-------- PROVIDED RECORDS --------
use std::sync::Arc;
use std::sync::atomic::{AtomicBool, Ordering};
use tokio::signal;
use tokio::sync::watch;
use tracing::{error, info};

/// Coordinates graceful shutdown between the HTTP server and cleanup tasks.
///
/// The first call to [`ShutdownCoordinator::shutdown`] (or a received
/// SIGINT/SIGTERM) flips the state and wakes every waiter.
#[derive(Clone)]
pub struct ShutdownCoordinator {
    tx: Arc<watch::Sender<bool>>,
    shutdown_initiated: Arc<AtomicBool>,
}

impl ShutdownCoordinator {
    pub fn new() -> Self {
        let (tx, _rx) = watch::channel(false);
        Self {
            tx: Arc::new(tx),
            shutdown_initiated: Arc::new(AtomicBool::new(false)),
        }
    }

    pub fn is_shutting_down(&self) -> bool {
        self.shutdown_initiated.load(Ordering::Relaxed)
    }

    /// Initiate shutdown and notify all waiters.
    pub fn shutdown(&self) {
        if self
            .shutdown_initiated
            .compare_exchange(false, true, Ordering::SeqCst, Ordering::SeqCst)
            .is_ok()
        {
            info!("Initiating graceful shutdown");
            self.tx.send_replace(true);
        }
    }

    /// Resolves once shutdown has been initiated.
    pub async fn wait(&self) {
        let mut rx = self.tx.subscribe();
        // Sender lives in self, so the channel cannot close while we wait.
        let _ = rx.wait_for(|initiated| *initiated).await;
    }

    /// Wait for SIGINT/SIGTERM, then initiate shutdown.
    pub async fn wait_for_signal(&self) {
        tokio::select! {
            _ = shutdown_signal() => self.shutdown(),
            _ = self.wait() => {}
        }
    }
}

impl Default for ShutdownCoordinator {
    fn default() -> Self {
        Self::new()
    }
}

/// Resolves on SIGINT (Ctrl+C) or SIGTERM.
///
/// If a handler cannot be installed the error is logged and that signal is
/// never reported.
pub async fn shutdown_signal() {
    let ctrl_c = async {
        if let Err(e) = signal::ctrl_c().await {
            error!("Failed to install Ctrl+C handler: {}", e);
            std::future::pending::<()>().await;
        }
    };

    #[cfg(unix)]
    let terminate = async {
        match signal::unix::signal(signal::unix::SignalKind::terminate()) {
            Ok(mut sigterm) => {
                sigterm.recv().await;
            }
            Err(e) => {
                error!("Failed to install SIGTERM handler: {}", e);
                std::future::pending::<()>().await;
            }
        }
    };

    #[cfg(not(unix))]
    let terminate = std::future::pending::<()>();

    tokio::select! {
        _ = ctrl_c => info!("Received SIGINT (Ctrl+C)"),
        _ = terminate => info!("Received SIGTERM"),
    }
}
--------
> [WORK TO COMPLETE] Write out every line of the data again, exactly as it reads.

> [SOLUTION TO THIS PROBLEM]
use std::sync::Arc;
use std::sync::atomic::{AtomicBool, Ordering};
use tokio::signal;
use tokio::sync::watch;
use tracing::{error, info};

/// Coordinates graceful shutdown between the HTTP server and cleanup tasks.
///
/// The first call to [`ShutdownCoordinator::shutdown`] (or a received
/// SIGINT/SIGTERM) flips the state and wakes every waiter.
#[derive(Clone)]
pub struct ShutdownCoordinator {
    tx: Arc<watch::Sender<bool>>,
    shutdown_initiated: Arc<AtomicBool>,
}

impl ShutdownCoordinator {
    pub fn new() -> Self {
        let (tx, _rx) = watch::channel(false);
        Self {
            tx: Arc::new(tx),
            shutdown_initiated: Arc::new(AtomicBool::new(false)),
        }
    }

    pub fn is_shutting_down(&self) -> bool {
        self.shutdown_initiated.load(Ordering::Relaxed)
    }

    /// Initiate shutdown and notify all waiters.
    pub fn shutdown(&self) {
        if self
            .shutdown_initiated
            .compare_exchange(false, true, Ordering::SeqCst, Ordering::SeqCst)
            .is_ok()
        {
            info!("Initiating graceful shutdown");
            self.tx.send_replace(true);
        }
    }

    /// Resolves once shutdown has been initiated.
    pub async fn wait(&self) {
        let mut rx = self.tx.subscribe();
        // Sender lives in self, so the channel cannot close while we wait.
        let _ = rx.wait_for(|initiated| *initiated).await;
    }

    /// Wait for SIGINT/SIGTERM, then initiate shutdown.
    pub async fn wait_for_signal(&self) {
        tokio::select! {
            _ = shutdown_signal() => self.shutdown(),
            _ = self.wait() => {}
        }
    }
}

impl Default for ShutdownCoordinator {
    fn default() -> Self {
        Self::new()
    }
}

/// Resolves on SIGINT (Ctrl+C) or SIGTERM.
///
/// If a handler cannot be installed the error is logged and that signal is
/// never reported.
pub async fn shutdown_signal() {
    let ctrl_c = async {
        if let Err(e) = signal::ctrl_c().await {
            error!("Failed to install Ctrl+C handler: {}", e);
            std::future::pending::<()>().await;
        }
    };

    #[cfg(unix)]
    let terminate = async {
        match signal::unix::signal(signal::unix::SignalKind::terminate()) {
            Ok(mut sigterm) => {
                sigterm.recv().await;
            }
            Err(e) => {
                error!("Failed to install SIGTERM handler: {}", e);
                std::future::pending::<()>().await;
            }
        }
    };

    #[cfg(not(unix))]
    let terminate = std::future::pending::<()>();

    tokio::select! {
        _ = ctrl_c => info!("Received SIGINT (Ctrl+C)"),
        _ = terminate => info!("Received SIGTERM"),
    }
}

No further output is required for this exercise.